The movie does have its entertaining moments, most of them clustered at the beginning and end, around all of the car chases and explosions, but you may leave Showtime thinking it's time for Eddie Murphy to find a role where he can be funnier, and for DeNiro to stop laughing at himself and start being himself again. And enough media/celebrity narcissism. We get it.

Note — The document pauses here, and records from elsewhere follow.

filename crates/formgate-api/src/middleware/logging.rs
//! Request/response logging middleware.

use std::time::Instant;

use axum::extract::Request;
use axum::middleware::Next;
use axum::response::Response;
use tracing::info;

/// Logs request method, path, status, and duration.
pub async fn request_logging(request: Request, next: Next) -> Response {
    let method = request.method().clone();
    let path = request.uri().path().to_string();
    let start = Instant::now();

    let response = next.run(request).await;

    info!(
        method = %method,
        path = %path,
        status = response.status().as_u16(),
        duration_ms = start.elapsed().as_millis() as u64,
        "HTTP request"
    );

    response
}
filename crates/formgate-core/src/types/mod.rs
//! Core type definitions used across the FormGate workspace.

pub mod id;
pub mod session_limit;

pub use id::UserId;
pub use session_limit::SessionLimit;
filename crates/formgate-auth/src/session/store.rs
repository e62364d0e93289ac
//! In-memory session table.

use std::collections::HashMap;

use chrono::{DateTime, Utc};
use tokio::sync::{Mutex, MutexGuard};

use formgate_entity::session::{Session, SessionId, SessionState};

/// Sessions by identifier, plus an index of each user's authenticated
/// sessions in login order.
///
/// Terminated sessions stay in the table as tombstones until the next
/// cleanup sweep; they are never revalidated.
#[derive(Debug, Default)]
pub struct SessionTable {
    /// All sessions, live and terminated.
    sessions: HashMap<SessionId, Session>,
    /// Username to authenticated, non-terminated sessions (oldest first).
    by_user: HashMap<String, Vec<SessionId>>,
}

impl SessionTable {
    /// Looks up a session by identifier.
    pub fn get(&self, id: &SessionId) -> Option<&Session> {
        self.sessions.get(id)
    }

    /// Looks up a session for modification.
    ///
    /// Callers must not change `id`, `state`, or `principal` through this
    /// reference; use [`SessionTable::remove`] and [`SessionTable::insert`].
    pub fn get_mut(&mut self, id: &SessionId) -> Option<&mut Session> {
        self.sessions.get_mut(id)
    }

    /// Inserts a session, indexing it under its owner if authenticated.
    pub fn insert(&mut self, session: Session) {
        if session.is_authenticated() {
            if let Some(username) = session.username() {
                self.by_user
                    .entry(username.to_string())
                    .or_default()
                    .push(session.id.clone());
            }
        }
        self.sessions.insert(session.id.clone(), session);
    }

    /// Removes a session entirely.
    pub fn remove(&mut self, id: &SessionId) -> Option<Session> {
        let session = self.sessions.remove(id)?;
        self.unindex(&session);
        Some(session)
    }

    /// Moves a live session into a terminal state, keeping a tombstone.
    ///
    /// Returns `false` if the session is unknown or already terminated.
    pub fn terminate(&mut self, id: &SessionId, state: SessionState, now: DateTime<Utc>) -> bool {
        let Some(session) = self.sessions.get_mut(id) else {
            return false;
        };
        if session.state.is_terminal() {
            return false;
        }

        session.terminate(state, now);
        let username = session.username().map(str::to_string);
        if let Some(username) = username {
            self.unindex_id(&username, id);
        }
        true
    }

    /// Authenticated, non-terminated sessions of a user, oldest login first.
    ///
    /// Entries may have passed their idle timeout without being marked yet.
    pub fn user_sessions(&self, username: &str) -> &[SessionId] {
        self.by_user
            .get(username)
            .map(Vec::as_slice)
            .unwrap_or_default()
    }

    /// All session identifiers, for sweeping.
    pub fn ids(&self) -> Vec<SessionId> {
        self.sessions.keys().cloned().collect()
    }

    /// Number of sessions in the table, tombstones included.
    pub fn len(&self) -> usize {
        self.sessions.len()
    }

    /// Whether the table is empty.
    pub fn is_empty(&self) -> bool {
        self.sessions.is_empty()
    }

    fn unindex(&mut self, session: &Session) {
        if let Some(username) = session.username() {
            self.unindex_id(username, &session.id);
        }
    }

    fn unindex_id(&mut self, username: &str, id: &SessionId) {
        if let Some(ids) = self.by_user.get_mut(username) {
            ids.retain(|other| other != id);
            if ids.is_empty() {
                self.by_user.remove(username);
            }
        }
    }
}

/// Shared session table guarded by a single async mutex.
///
/// Every login, validation, and logout takes the same lock, so the
/// concurrent-session cap is exact under concurrent logins.
#[derive(Debug, Default)]
pub struct SessionStore {
    /// Protected table.
    table: Mutex<SessionTable>,
}

impl SessionStore {
    /// Creates an empty store.
    pub fn new() -> Self {
        Self::default()
    }

    /// Locks the table for one atomic operation.
    pub async fn lock(&self) -> MutexGuard<'_, SessionTable> {
        self.table.lock().await
    }
}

Well if this is the best Hollywood can come up with I'll stay at home. Mind you it's been months since any new film seemed good enough to actually go and see. I suppose these are the sorts of films we get outside of the holiday season - when most people have other things to do with their time.
Video Game cheats, hints a
Methinks that his part in The Score was no spoof. Or in that movie (I forget the title) in which he plays a homophobic guy felled by a stroke. They are both recent movies.

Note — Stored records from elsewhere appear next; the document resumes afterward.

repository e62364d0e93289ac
//! Opaque session identifiers.

use std::fmt;

use base64::Engine;
use base64::engine::general_purpose::URL_SAFE_NO_PAD;
use rand::RngCore;
use serde::{Deserialize, Serialize};

/// Number of random bytes behind each identifier.
const TOKEN_BYTES: usize = 32;

/// An opaque, unguessable session identifier carried in the session cookie.
///
/// `Debug` and [`SessionId::short`] only expose a prefix, so identifiers can
/// appear in logs without leaking a usable token.
#[derive(Clone, PartialEq, Eq, Hash, Serialize, Deserialize)]
#[serde(transparent)]
pub struct SessionId(String);

impl SessionId {
    /// Generates a fresh identifier from the operating system RNG.
    pub fn generate() -> Self {
        let mut bytes = [0u8; TOKEN_BYTES];
        rand::rngs::OsRng.fill_bytes(&mut bytes);
        Self(URL_SAFE_NO_PAD.encode(bytes))
    }

    /// Wraps a raw identifier received from a client.
    pub fn from_raw(raw: impl Into<String>) -> Self {
        Self(raw.into())
    }

    /// The full identifier, for the session cookie.
    pub fn as_str(&self) -> &str {
        &self.0
    }

    /// A log-safe prefix of the identifier.
    pub fn short(&self) -> &str {
        let end = self
            .0
            .char_indices()
            .nth(8)
            .map(|(i, _)| i)
            .unwrap_or(self.0.len());
        &self.0[..end]
    }
}

impl fmt::Debug for SessionId {
    fn fmt(&self, f: &mut fmt::Formatter<'_>) -> fmt::Result {
        write!(f, "SessionId({}…)", self.short())
    }
}

impl fmt::Display for SessionId {
    fn fmt(&self, f: &mut fmt::Formatter<'_>) -> fmt::Result {
        write!(f, "{}…", self.short())
    }
}
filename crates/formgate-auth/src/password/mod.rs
//! Password hashing and credential rules.

pub mod hasher;
pub mod validator;

pub use hasher::PasswordHasher;
pub use validator::CredentialValidator;
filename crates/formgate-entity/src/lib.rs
//! # formgate-entity
//!
//! Domain entity models for FormGate. [`user`] holds the persisted user
//! record and its role tag; [`session`] holds the in-process session
//! table entries and the principal derived from them.

pub mod session;
pub mod user;
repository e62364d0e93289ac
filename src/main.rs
//! FormGate Server: form login, session control, and path authorization.
//!
//! Main entry point that loads configuration, sets up logging, and starts
//! the server.

use tracing_subscriber::{EnvFilter, fmt};

use formgate_core::config::AppConfig;

#[tokio::main]
async fn main() {
    let env = std::env::var("FORMGATE_ENV").unwrap_or_else(|_| "development".to_string());

    let config = match AppConfig::load(&env) {
        Ok(c) => c,
        Err(e) => {
            eprintln!("Failed to load configuration: {e}");
            std::process::exit(1);
        }
    };

    init_logging(&config);
    tracing::info!(env = %env, "Starting FormGate v{}", env!("CARGO_PKG_VERSION"));

    if let Err(e) = formgate_api::run_server(config).await {
        tracing::error!(error = %e, "Server error");
        std::process::exit(1);
    }
}

/// Initialize tracing/logging
fn init_logging(config: &AppConfig) {
    let filter =
        EnvFilter::try_from_default_env().unwrap_or_else(|_| EnvFilter::new(&config.logging.level));

    match config.logging.format.as_str() {
        "json" => {
            fmt()
                .json()
                .with_env_filter(filter)
                .with_target(true)
                .with_thread_ids(true)
                .init();
        }
        _ => {
            fmt()
                .pretty()
                .with_env_filter(filter)
                .with_target(true)
                .init();
        }
    }
}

btw, please stop harping on ethics when you still haven't answered your "message from kabul" hoax.
- Film five minutes of material, six different ways.
- Record test audience's reaction to all six sequences.

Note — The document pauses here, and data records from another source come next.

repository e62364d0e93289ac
//! Credential checks for form login.

pub mod authenticator;

pub use authenticator::CredentialAuthenticator;
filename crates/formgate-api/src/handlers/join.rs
//! Registration handler.

use axum::extract::{Form, State};
use axum::response::Response;
use validator::Validate;

use formgate_core::error::AppError;

use crate::dto::request::JoinForm;
use crate::dto::response::found;
use crate::error::ApiResult;
use crate::state::AppState;

/// POST /joinProc
///
/// Registers the account and sends the browser to the login page.
/// A taken username answers 409 and a rejected username or password 400.
pub async fn join_process(
    State(state): State<AppState>,
    Form(form): Form<JoinForm>,
) -> ApiResult<Response> {
    form.validate()
        .map_err(|e| AppError::validation(e.to_string()))?;

    state
        .registration
        .register(&form.username, &form.password)
        .await?;

    Ok(found(&state.config.security.form_login.login_page))
}
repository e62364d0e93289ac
//! Registration flow: validate, hash, persist.

use std::sync::Arc;

use tracing::{info, warn};

use formgate_core::config::{AuthConfig, SeedUserConfig};
use formgate_core::error::{AppError, ErrorKind};
use formgate_core::result::AppResult;
use formgate_core::types::UserId;
use formgate_database::repositories::UserRepository;
use formgate_entity::user::{CreateUser, Role};

use crate::password::{CredentialValidator, PasswordHasher};

/// Creates user records.
///
/// Uniqueness is decided by [`UserRepository::create`]; the pre-check in
/// [`RegistrationService::register`] only avoids hashing for names that are
/// already taken.
#[derive(Clone)]
pub struct RegistrationService {
    /// Credential store.
    users: Arc<dyn UserRepository>,
    /// Password hasher.
    hasher: Arc<PasswordHasher>,
    /// Input rules.
    validator: CredentialValidator,
    /// Role given to self-registered users.
    default_role: Role,
}

impl std::fmt::Debug for RegistrationService {
    fn fmt(&self, f: &mut std::fmt::Formatter<'_>) -> std::fmt::Result {
        f.debug_struct("RegistrationService")
            .field("validator", &self.validator)
            .field("default_role", &self.default_role)
            .finish()
    }
}

impl RegistrationService {
    /// Creates a registration service.
    ///
    /// Fails if `auth.default_role` is not a valid role name.
    pub fn new(
        users: Arc<dyn UserRepository>,
        hasher: Arc<PasswordHasher>,
        config: &AuthConfig,
    ) -> AppResult<Self> {
        let default_role = Role::new(&config.default_role).map_err(|e| {
            AppError::configuration(format!("auth.default_role: {}", e.message))
        })?;

        Ok(Self {
            users,
            hasher,
            validator: CredentialValidator::new(config),
            default_role,
        })
    }

    /// Registers a new user with the default role.
    ///
    /// Fails with `DuplicateUsername` if the name is taken, including when a
    /// concurrent registration for the same name wins the insert.
    pub async fn register(&self, username: &str, raw_password: &str) -> AppResult<UserId> {
        self.validator.validate(username, raw_password)?;
        self.create(username, raw_password, self.default_role.clone())
            .await
    }

    /// Creates the configured seed accounts whose usernames are still free.
    ///
    /// Returns the number of accounts created.
    pub async fn provision(&self, seeds: &[SeedUserConfig]) -> AppResult<usize> {
        let mut created = 0;

        for seed in seeds {
            let role = Role::new(&seed.role).map_err(|e| {
                AppError::configuration(format!(
                    "auth.seed_users[{}].role: {}",
                    seed.username, e.message
                ))
            })?;

            match self.create(&seed.username, &seed.password, role).await {
                Ok(_) => created += 1,
                Err(e) if e.is(ErrorKind::DuplicateUsername) => {
                    warn!(username = %seed.username, "Seed user already exists, skipping");
                }
                Err(e) => return Err(e),
            }
        }

        Ok(created)
    }

    async fn create(&self, username: &str, raw_password: &str, role: Role) -> AppResult<UserId> {
        if self.users.exists_by_username(username).await? {
            warn!(username = %username, "Registration rejected: username taken");
            return Err(AppError::duplicate_username(username));
        }

        let password_hash = self
            .hasher
            .clone()
            .hash_in_background(raw_password.to_string())
            .await?;

        let user = self
            .users
            .create(CreateUser {
                username: username.to_string(),
                password_hash,
                role,
            })
            .await
            .inspect_err(|e| {
                if e.is(ErrorKind::DuplicateUsername) {
                    warn!(username = %username, "Registration lost a race for the username");
                }
            })?;

        info!(user_id = %user.id, username = %user.username, role = %user.role, "User registered");

        Ok(user.id)
    }
}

- Discard lowest-rated pieces.
- Lather, rinse, repeat until you have 120 minutes of material.
There are a lot of people in the "industry", especially the non-acting union-represented trades, who are worried about production flight, and rightfully so. A lot of shooting has migrated to Canada over the last few years because of tax subsidies film and TV production receives in the Great White North. The real reason Hollywood is exporting jobs to Canada is that the producers can make big, expensive mistakes for far less. (However, this is changing, I'm to understand: in the first place, Canadians are sick of paying gazigabucks for film subsidy; and in the second place, California's state legislature has passed special tax cuts for film industry types so they can fuck up more cheaply in state. I love how everyone in Hollywood is a liberal until it comes time to pay the rent.) Nobody in Hollywood knows how to make a movie. Everybody wants to be seen having a part -- hence the proliferation of credited producer and assistant producer roles. The bureaucracy beggars the lexicon. As a result, only "safe" movies ever get made, "safe" being defined as "will a teen-age boy go see it?" The consistent exceptions, unsurprisingly, seem to be coming from Pixar, which is far away from Hollywood's stinking tarpits.Dog is my co-pilot.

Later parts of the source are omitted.